Photodynamic therapy requires three interacting components: a light-activatable compound, called photosensitizer, light of appropriate wavelength and oxygen.

These components, while being individually non-toxic, generate highly toxic reactive oxygen species (ROS), such as singlet oxygen (O), when used in combination: as a result of the selective activation of the photosensitizer, accumulated at a tumor site, by light at an appropriate wavelength, typically of between 600 to 800 nm, energy or electron is transferred from the excited triplet state of the activated photosensitizer to nearby molecular oxygen.

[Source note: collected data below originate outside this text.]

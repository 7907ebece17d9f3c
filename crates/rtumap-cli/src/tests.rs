use super::*;

#[test]
fn parses_history_command() {
    let cli = Cli::try_parse_from(["rtumap", "history"]).expect("expected valid cli args");

    assert!(matches!(cli.command, Commands::History { locate: false }));
}

#[test]
fn parses_history_with_locate() {
    let cli =
        Cli::try_parse_from(["rtumap", "history", "--locate"]).expect("expected valid cli args");

    assert!(matches!(cli.command, Commands::History { locate: true }));
}

#[test]
fn help_is_reported_by_the_parser() {
    let err = Cli::try_parse_from(["rtumap", "--help"]).unwrap_err();
    assert_eq!(err.kind(), clap::error::ErrorKind::DisplayHelp);
}

#[test]
fn parses_geocode_address() {
    let cli = Cli::try_parse_from(["rtumap", "geocode", "123 Main St, Pittsburgh"])
        .expect("expected valid cli args");

    match cli.command {
        Commands::Geocode { address } => assert_eq!(address, "123 Main St, Pittsburgh"),
        other => panic!("unexpected command: {other:?}"),
    }
}

#[test]
fn parses_reverse_with_negative_longitude() {
    let cli = Cli::try_parse_from(["rtumap", "reverse", "--lat", "40.44", "--lng", "-79.99"])
        .expect("expected valid cli args");

    match cli.command {
        Commands::Reverse { lat, lng } => {
            assert!((lat - 40.44).abs() < f64::EPSILON);
            assert!((lng + 79.99).abs() < f64::EPSILON);
        }
        other => panic!("unexpected command: {other:?}"),
    }
}

#[test]
fn parses_detect_with_save() {
    let cli = Cli::try_parse_from([
        "rtumap",
        "detect",
        "--image",
        "map.png",
        "--lat",
        "40.44",
        "--lng",
        "-79.99",
        "--building-name",
        "Plaza",
        "--save",
    ])
    .expect("expected valid cli args");

    match cli.command {
        Commands::Detect {
            image,
            building_name,
            save,
            ..
        } => {
            assert_eq!(image, PathBuf::from("map.png"));
            assert_eq!(building_name.as_deref(), Some("Plaza"));
            assert!(save);
        }
        other => panic!("unexpected command: {other:?}"),
    }
}

#[test]
fn detect_requires_image() {
    let result = Cli::try_parse_from(["rtumap", "detect", "--lat", "40.44", "--lng", "-79.99"]);
    assert!(result.is_err());
}

#[test]
fn parses_delete_id() {
    let cli = Cli::try_parse_from(["rtumap", "delete", "12"]).expect("expected valid cli args");

    assert!(matches!(cli.command, Commands::Delete { id: 12 }));
}

#[test]
fn missing_command_is_an_error() {
    assert!(Cli::try_parse_from(["rtumap"]).is_err());
}

#[test]
fn history_row_marks_unlocated_records() {
    let mut record = rtumap_core::LocationRecord {
        id: Some(RecordId(3)),
        building_name: "Warehouse".to_string(),
        address: "1 Industrial Way".to_string(),
        ..rtumap_core::LocationRecord::default()
    };
    record.set_rtu_count(12);

    let row = records::history_row(&record);
    assert!(row.starts_with("3     Warehouse"));
    assert!(row.contains("Good"));
    assert!(row.ends_with("unlocated"));
}

fn config_without_maps_key() -> AppConfig {
    AppConfig {
        env: rtumap_core::Environment::Test,
        log_level: "info".to_string(),
        api_base_url: "http://localhost:8000".to_string(),
        geocode_api_key: None,
        geocode_base_url: rtumap_core::config::DEFAULT_GEOCODE_BASE_URL.to_string(),
        geocode_max_concurrent: 4,
        request_timeout_secs: 5,
        user_agent: "rtumap-test/0.1".to_string(),
        capture_scale: 2.0,
        default_center: rtumap_core::Coordinates::new(40.4406, -79.9959).unwrap(),
        default_zoom: 16,
    }
}

#[test]
fn backend_commands_do_not_need_maps_key() {
    assert!(backend(&config_without_maps_key()).is_ok());
}

#[test]
fn geocoding_commands_report_missing_maps_key() {
    let err = geocode::client(&config_without_maps_key())
        .err()
        .expect("client should require a key");
    assert!(err.to_string().contains("GOOGLE_MAPS_API_KEY"), "got: {err}");
}

#[test]
fn model_score_defaults_to_neutral_projection() {
    let result = rtumap_core::DetectionResult::new(4, Vec::new(), None, None);
    assert_eq!(detect::model_score(&result), "0.50 (8 (Fair))");
}

#[test]
fn model_score_projects_provider_value() {
    let result = rtumap_core::DetectionResult::new(4, Vec::new(), None, Some(1.0));
    assert_eq!(detect::model_score(&result), "1.00 (15 (Good))");
}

The generated reactive oxygen species cause multiple oxidative damages to the surrounding microenvironment. This has a double effect in the particular case of cancer therapy. Impairing malignant cells' metabolic function leads to apoptosis and/or necrosis of these cells. Small scale inflammations, occurring after photodynamic therapy anticancer treatment, have also been shown to activate the natural immune system against malignant cells, resulting in the complete destruction of the tumor and limiting the risk of tumor recovery.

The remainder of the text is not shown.